Back to Projects

RAG Vault

A privacy-first RAG assistant that grounds Bedrock models (Claude/Titan) in your own documents with per-user isolation.

Duration: 1 week
Team Size: 1

Project Overview

RAG Vault is a secure, full-stack Retrieval-Augmented Generation application. Users authenticate, upload documents (PDF, DOCX, TXT), and run multi-turn chats grounded in their private knowledge. Retrieval can be toggled on/off per question.
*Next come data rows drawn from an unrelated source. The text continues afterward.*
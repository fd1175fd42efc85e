//! Booking API server entry point.

use std::sync::Arc;

use api::Config;
use api::routes::bookings::AppState;
use booking_store::{BookingStore, InMemoryBookingStore, PostgresBookingStore};
use orchestrator::{
    BookingCoordinator, HttpFlightInventory, HttpNotificationService, HttpPaymentService,
    TaskQueue, TaskRunner,
};
use seat_lock::{InMemorySeatLock, RedisSeatLock, SeatLockManager};
use tokio::signal;
use tracing_subscriber::EnvFilter;
use tracing_subscriber::layer::SubscriberExt;
use tracing_subscriber::util::SubscriberInitExt;

/// Waits for a shutdown signal (SIGINT or SIGTERM).
async fn shutdown_signal() {
    let ctrl_c = async {
        signal::ctrl_c()
            .await
            .expect("failed to install SIGINT handler");
    };

    #[cfg(unix)]
    let terminate = async {
        signal::unix::signal(signal::unix::SignalKind::terminate())
            .expect("failed to install SIGTERM handler")
            .recv()
            .await;
    };

    #[cfg(not(unix))]
    let terminate = std::future::pending::<()>();

    tokio::select! {
        () = ctrl_c => {
            tracing::info!("received SIGINT, starting graceful shutdown");
        }
        () = terminate => {
            tracing::info!("received SIGTERM, starting graceful shutdown");
        }
    }
}

#[tokio::main]
async fn main() {
    // 1. Initialize tracing
    tracing_subscriber::registry()
        .with(EnvFilter::try_from_default_env().unwrap_or_else(|_| EnvFilter::new("info")))
        .with(tracing_subscriber::fmt::layer())
        .init();

    // 2. Install Prometheus metrics recorder
    let metrics_handle = metrics_exporter_prometheus::PrometheusBuilder::new()
        .install_recorder()
        .expect("failed to install Prometheus recorder");

    let config = Config::from_env();

    // 3. Seat lock store: Redis when configured, in-process otherwise
    let locks: Arc<dyn SeatLockManager> = match &config.redis_url {
        Some(url) => {
            tracing::info!(%url, "using Redis seat lock store");
            Arc::new(RedisSeatLock::new(url).expect("failed to create Redis seat lock"))
        }
        None => {
            tracing::warn!("REDIS_URL not set; seat locks are process-local");
            Arc::new(InMemorySeatLock::new())
        }
    };

    // 4. Booking store: Postgres when configured, in-memory otherwise
    let store: Arc<dyn BookingStore> = match &config.database_url {
        Some(url) => {
            let pool = sqlx::postgres::PgPoolOptions::new()
                .max_connections(10)
                .connect(url)
                .await
                .expect("failed to connect to database");
            let store = PostgresBookingStore::new(pool);
            store.run_migrations().await.expect("migrations failed");
            tracing::info!("using Postgres booking store");
            Arc::new(store)
        }
        None => {
            tracing::warn!("DATABASE_URL not set; bookings are not durable");
            Arc::new(InMemoryBookingStore::new())
        }
    };

    // 5. Collaborator HTTP clients with explicit endpoints from config
    let client = reqwest::Client::new();
    let inventory = HttpFlightInventory::new(client.clone(), config.flight_service_url.clone());
    let payment = HttpPaymentService::new(client.clone(), config.payment_service_url.clone());
    let notification =
        HttpNotificationService::new(client, config.notification_service_url.clone());

    // 6. Post-commit pipeline and coordinator
    let (tasks, task_rx) = TaskQueue::new();
    let runner = TaskRunner::new(store.clone(), payment, notification);
    let runner_handle = runner.spawn(task_rx);

    let coordinator = BookingCoordinator::new(locks, store, inventory, tasks);
    let state = Arc::new(AppState { coordinator });

    // 7. Build and start the server
    let app = api::create_app(state, metrics_handle);
    let addr = config.addr();
    tracing::info!(%addr, "starting booking API server");

    let listener = tokio::net::TcpListener::bind(&addr)
        .await
        .expect("failed to bind address");
    axum::serve(listener, app)
        .with_graceful_shutdown(shutdown_signal())
        .await
        .expect("server error");

    // Queued tasks still in flight are dropped here, matching the
    // at-most-once contract of the post-commit pipeline.
    runner_handle.abort();
    tracing::info!("server shut down gracefully");
}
The system emphasizes privacy, scalability, and a clean UX.

Problem

Traditional e-commerce platforms struggle with:

  • Teams need to query private documents with foundation models—without leaking data.
  • RAG systems often lack per-user isolation and reliable session/history management.
  • Switching models (Claude/Titan) should be seamless while keeping prompts well-formed.

Architecture & Solution

Auth & Sessions

JWT login/signup with access & refresh tokens, bcrypt password hashing, refresh revocation, per-user chat sessions.

Document Intake

Uploads to S3 with user-level isolation. Extract text from PDF/DOCX/TXT; index metadata in PostgreSQL.

Chunk & Embed

LangChain RecursiveCharacterTextSplitter; Titan Embeddings v2; vectors stored in Pinecone per user namespace.

Retrieve & Ground

Toggleable RAG: top-k chunks retrieved and injected into prompts; prompts formatted for Claude/Titan via Bedrock.

Multi-turn Chat

Session-scoped history persisted in PostgreSQL; load/resume any session.

Stack

Frontend: Vite + React + Tailwind · Backend: FastAPI + PostgreSQL · Infra: S3, Pinecone, Amazon Bedrock.

Technology Stack

Frontend

  • Vite + React + TypeScript · Tailwind

Backend

  • FastAPI · PostgreSQL · JWT (access/refresh) · bcrypt

AI/Models

  • Amazon Bedrock (Claude, Titan) · Titan Embeddings v2

Storage & Retrieval

  • S3 (documents) · Pinecone (per-user namespaces) · LangChain chunking

Testing

  • pytest suite (>80% coverage), in-memory SQLite for fast tests

Key Features

  • JWT auth with refresh revocation; current user endpoint
  • Upload & parse PDF/DOCX/TXT; store files in S3 and indices in Postgres
  • Embed with Titan v2; index in Pinecone under user namespace
  • Toggle RAG per query; supports Claude/Titan with dynamic prompt formatting
  • Multi-session chat with role-tagged messages and retrievable history

Testing & Quality

pytest suite (>80% coverage) covering auth flows, uploads, embedding/indexing, Bedrock prompts, and retrieval. Includes edge cases for token refresh expiry and upload errors.